▶ _Required action_
From the listing below, retype exactly the line holding "let advance = display.draw_char(pen_x, text.origin_y, code);", the line holding "if display.anomalies() >", and the lines between them; skip everything else.

▶ _Given entries_
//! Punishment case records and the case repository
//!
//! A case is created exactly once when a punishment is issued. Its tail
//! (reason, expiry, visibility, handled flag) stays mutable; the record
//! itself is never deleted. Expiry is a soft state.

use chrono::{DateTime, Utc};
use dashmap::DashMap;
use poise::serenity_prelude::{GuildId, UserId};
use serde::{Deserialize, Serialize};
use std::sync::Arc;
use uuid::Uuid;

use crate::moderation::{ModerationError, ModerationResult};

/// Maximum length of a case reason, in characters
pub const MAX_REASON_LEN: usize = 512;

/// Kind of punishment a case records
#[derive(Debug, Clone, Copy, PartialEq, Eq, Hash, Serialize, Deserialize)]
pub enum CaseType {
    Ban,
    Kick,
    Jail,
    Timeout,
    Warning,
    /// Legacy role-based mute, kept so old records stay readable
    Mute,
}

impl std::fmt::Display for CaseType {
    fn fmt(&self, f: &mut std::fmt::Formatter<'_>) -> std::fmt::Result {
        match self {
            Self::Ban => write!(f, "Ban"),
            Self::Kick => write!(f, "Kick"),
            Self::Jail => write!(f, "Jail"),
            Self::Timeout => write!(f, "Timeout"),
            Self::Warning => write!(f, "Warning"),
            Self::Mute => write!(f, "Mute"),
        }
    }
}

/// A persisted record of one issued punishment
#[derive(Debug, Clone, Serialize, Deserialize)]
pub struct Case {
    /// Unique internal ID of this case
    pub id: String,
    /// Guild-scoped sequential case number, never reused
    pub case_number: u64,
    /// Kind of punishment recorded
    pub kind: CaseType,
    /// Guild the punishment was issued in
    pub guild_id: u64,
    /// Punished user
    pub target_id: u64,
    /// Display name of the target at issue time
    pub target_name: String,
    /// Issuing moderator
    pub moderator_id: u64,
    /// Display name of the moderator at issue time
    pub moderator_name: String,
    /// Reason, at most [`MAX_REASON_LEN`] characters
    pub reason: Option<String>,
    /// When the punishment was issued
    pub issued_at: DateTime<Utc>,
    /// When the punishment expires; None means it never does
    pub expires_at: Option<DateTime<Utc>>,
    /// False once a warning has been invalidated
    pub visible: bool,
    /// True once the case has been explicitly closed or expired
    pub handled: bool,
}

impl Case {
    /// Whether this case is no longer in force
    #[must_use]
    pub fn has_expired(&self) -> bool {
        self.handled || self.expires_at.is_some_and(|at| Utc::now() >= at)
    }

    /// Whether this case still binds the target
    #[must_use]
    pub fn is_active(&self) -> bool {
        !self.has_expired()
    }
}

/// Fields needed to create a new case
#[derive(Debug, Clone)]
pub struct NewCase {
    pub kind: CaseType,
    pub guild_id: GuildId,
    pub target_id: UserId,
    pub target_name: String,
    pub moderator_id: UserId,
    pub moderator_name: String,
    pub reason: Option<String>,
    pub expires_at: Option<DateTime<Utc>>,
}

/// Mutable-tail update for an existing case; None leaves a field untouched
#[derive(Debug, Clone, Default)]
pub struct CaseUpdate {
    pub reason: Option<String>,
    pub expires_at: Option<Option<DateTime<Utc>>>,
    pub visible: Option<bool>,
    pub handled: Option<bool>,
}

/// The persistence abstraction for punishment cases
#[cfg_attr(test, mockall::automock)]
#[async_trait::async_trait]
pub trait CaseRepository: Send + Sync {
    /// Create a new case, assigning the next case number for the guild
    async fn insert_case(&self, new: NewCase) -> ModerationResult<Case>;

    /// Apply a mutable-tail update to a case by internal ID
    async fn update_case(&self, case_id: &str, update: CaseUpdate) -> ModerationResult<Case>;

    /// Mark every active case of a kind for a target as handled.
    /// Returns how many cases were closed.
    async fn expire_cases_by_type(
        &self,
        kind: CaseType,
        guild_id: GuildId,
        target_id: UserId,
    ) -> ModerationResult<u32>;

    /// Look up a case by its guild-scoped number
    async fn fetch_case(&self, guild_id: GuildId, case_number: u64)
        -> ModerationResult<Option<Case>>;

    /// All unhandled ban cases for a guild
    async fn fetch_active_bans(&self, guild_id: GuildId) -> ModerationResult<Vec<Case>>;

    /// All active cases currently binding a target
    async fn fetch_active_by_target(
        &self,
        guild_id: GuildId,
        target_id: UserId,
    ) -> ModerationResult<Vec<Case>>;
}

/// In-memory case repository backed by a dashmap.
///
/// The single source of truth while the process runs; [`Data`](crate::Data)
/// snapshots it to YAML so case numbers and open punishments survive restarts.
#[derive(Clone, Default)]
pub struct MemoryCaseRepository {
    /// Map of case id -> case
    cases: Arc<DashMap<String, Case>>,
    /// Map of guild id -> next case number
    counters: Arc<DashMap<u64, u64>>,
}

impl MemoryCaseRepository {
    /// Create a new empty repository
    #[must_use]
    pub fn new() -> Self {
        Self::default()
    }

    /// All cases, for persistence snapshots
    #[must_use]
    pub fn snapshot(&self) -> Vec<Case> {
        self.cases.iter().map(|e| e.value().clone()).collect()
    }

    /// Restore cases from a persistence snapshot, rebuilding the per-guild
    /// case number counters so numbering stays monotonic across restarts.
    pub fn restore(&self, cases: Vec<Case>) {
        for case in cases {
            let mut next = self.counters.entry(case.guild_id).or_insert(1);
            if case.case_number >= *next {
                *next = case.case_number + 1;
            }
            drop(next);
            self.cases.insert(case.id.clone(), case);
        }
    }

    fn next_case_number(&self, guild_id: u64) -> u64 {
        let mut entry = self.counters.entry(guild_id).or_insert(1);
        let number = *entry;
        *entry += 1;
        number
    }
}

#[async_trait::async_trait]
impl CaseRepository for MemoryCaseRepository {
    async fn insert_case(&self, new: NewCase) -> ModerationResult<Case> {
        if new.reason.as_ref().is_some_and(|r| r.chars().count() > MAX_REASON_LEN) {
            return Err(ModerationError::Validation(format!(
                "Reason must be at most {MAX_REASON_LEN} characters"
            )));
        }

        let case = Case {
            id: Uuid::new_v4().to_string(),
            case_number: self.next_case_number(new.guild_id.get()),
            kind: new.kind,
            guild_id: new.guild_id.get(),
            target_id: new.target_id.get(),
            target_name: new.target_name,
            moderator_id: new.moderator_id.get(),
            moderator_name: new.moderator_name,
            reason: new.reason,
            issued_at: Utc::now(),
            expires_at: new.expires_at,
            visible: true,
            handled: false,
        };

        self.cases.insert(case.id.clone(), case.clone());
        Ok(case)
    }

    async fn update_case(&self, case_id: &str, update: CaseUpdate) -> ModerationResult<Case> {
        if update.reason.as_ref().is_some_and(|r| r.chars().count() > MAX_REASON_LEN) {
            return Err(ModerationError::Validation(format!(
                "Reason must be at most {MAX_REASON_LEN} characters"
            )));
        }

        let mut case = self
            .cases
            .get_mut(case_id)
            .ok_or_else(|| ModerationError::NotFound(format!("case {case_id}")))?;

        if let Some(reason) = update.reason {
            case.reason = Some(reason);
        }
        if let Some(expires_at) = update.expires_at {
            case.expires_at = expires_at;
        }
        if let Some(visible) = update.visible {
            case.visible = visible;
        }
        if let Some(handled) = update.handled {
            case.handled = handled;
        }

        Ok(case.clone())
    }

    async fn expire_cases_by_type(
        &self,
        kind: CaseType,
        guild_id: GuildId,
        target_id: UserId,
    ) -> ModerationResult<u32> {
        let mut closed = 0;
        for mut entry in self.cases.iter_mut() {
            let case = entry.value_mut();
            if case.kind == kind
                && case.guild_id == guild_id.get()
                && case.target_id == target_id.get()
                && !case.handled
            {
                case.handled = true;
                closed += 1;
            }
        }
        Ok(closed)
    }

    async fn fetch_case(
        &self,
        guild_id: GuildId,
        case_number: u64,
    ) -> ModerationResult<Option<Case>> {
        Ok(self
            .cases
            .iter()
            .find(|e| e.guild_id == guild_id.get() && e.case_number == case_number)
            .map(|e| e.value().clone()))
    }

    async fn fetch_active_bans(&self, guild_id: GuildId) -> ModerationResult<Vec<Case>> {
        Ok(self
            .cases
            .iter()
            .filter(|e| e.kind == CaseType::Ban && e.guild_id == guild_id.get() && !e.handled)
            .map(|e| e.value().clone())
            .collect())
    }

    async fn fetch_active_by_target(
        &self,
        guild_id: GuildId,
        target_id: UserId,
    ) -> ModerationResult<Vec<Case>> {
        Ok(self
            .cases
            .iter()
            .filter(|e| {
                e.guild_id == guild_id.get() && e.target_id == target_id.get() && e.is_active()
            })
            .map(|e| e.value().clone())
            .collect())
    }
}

...

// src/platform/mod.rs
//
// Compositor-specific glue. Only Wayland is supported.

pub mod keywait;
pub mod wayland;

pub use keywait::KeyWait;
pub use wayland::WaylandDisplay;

* * *

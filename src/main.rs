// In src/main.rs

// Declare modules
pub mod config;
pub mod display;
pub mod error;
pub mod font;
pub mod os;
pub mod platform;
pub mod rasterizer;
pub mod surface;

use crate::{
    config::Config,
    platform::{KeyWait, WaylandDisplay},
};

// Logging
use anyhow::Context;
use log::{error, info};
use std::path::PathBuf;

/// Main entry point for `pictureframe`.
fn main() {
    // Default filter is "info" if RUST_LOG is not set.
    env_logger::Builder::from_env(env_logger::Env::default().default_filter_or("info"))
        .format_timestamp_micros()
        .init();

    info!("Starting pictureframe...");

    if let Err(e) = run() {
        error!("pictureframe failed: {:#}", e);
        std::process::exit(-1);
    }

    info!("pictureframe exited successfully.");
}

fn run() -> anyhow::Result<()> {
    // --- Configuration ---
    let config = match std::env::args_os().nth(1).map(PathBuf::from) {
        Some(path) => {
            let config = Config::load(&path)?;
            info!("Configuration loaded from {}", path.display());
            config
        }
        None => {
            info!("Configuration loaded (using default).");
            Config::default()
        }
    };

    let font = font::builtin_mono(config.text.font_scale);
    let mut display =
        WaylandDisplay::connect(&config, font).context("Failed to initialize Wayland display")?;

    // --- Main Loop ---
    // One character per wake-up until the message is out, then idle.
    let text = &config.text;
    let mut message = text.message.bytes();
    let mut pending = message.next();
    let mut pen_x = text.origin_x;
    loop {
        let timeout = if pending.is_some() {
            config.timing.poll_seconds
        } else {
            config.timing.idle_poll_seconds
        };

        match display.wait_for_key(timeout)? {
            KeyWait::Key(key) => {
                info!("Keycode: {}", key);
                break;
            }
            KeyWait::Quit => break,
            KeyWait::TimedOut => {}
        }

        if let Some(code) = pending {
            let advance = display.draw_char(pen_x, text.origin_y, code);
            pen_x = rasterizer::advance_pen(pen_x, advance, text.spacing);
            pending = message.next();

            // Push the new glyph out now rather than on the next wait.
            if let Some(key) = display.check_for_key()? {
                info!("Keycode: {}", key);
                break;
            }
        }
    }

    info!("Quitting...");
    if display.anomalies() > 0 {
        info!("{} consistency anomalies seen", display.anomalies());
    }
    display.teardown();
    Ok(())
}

▶ _Result of the task_
            let advance = display.draw_char(pen_x, text.origin_y, code);
            pen_x = rasterizer::advance_pen(pen_x, advance, text.spacing);
            pending = message.next();

            // Push the new glyph out now rather than on the next wait.
            if let Some(key) = display.check_for_key()? {
                info!("Keycode: {}", key);
                break;
            }
        }
    }

    info!("Quitting...");
    if display.anomalies() > 0 {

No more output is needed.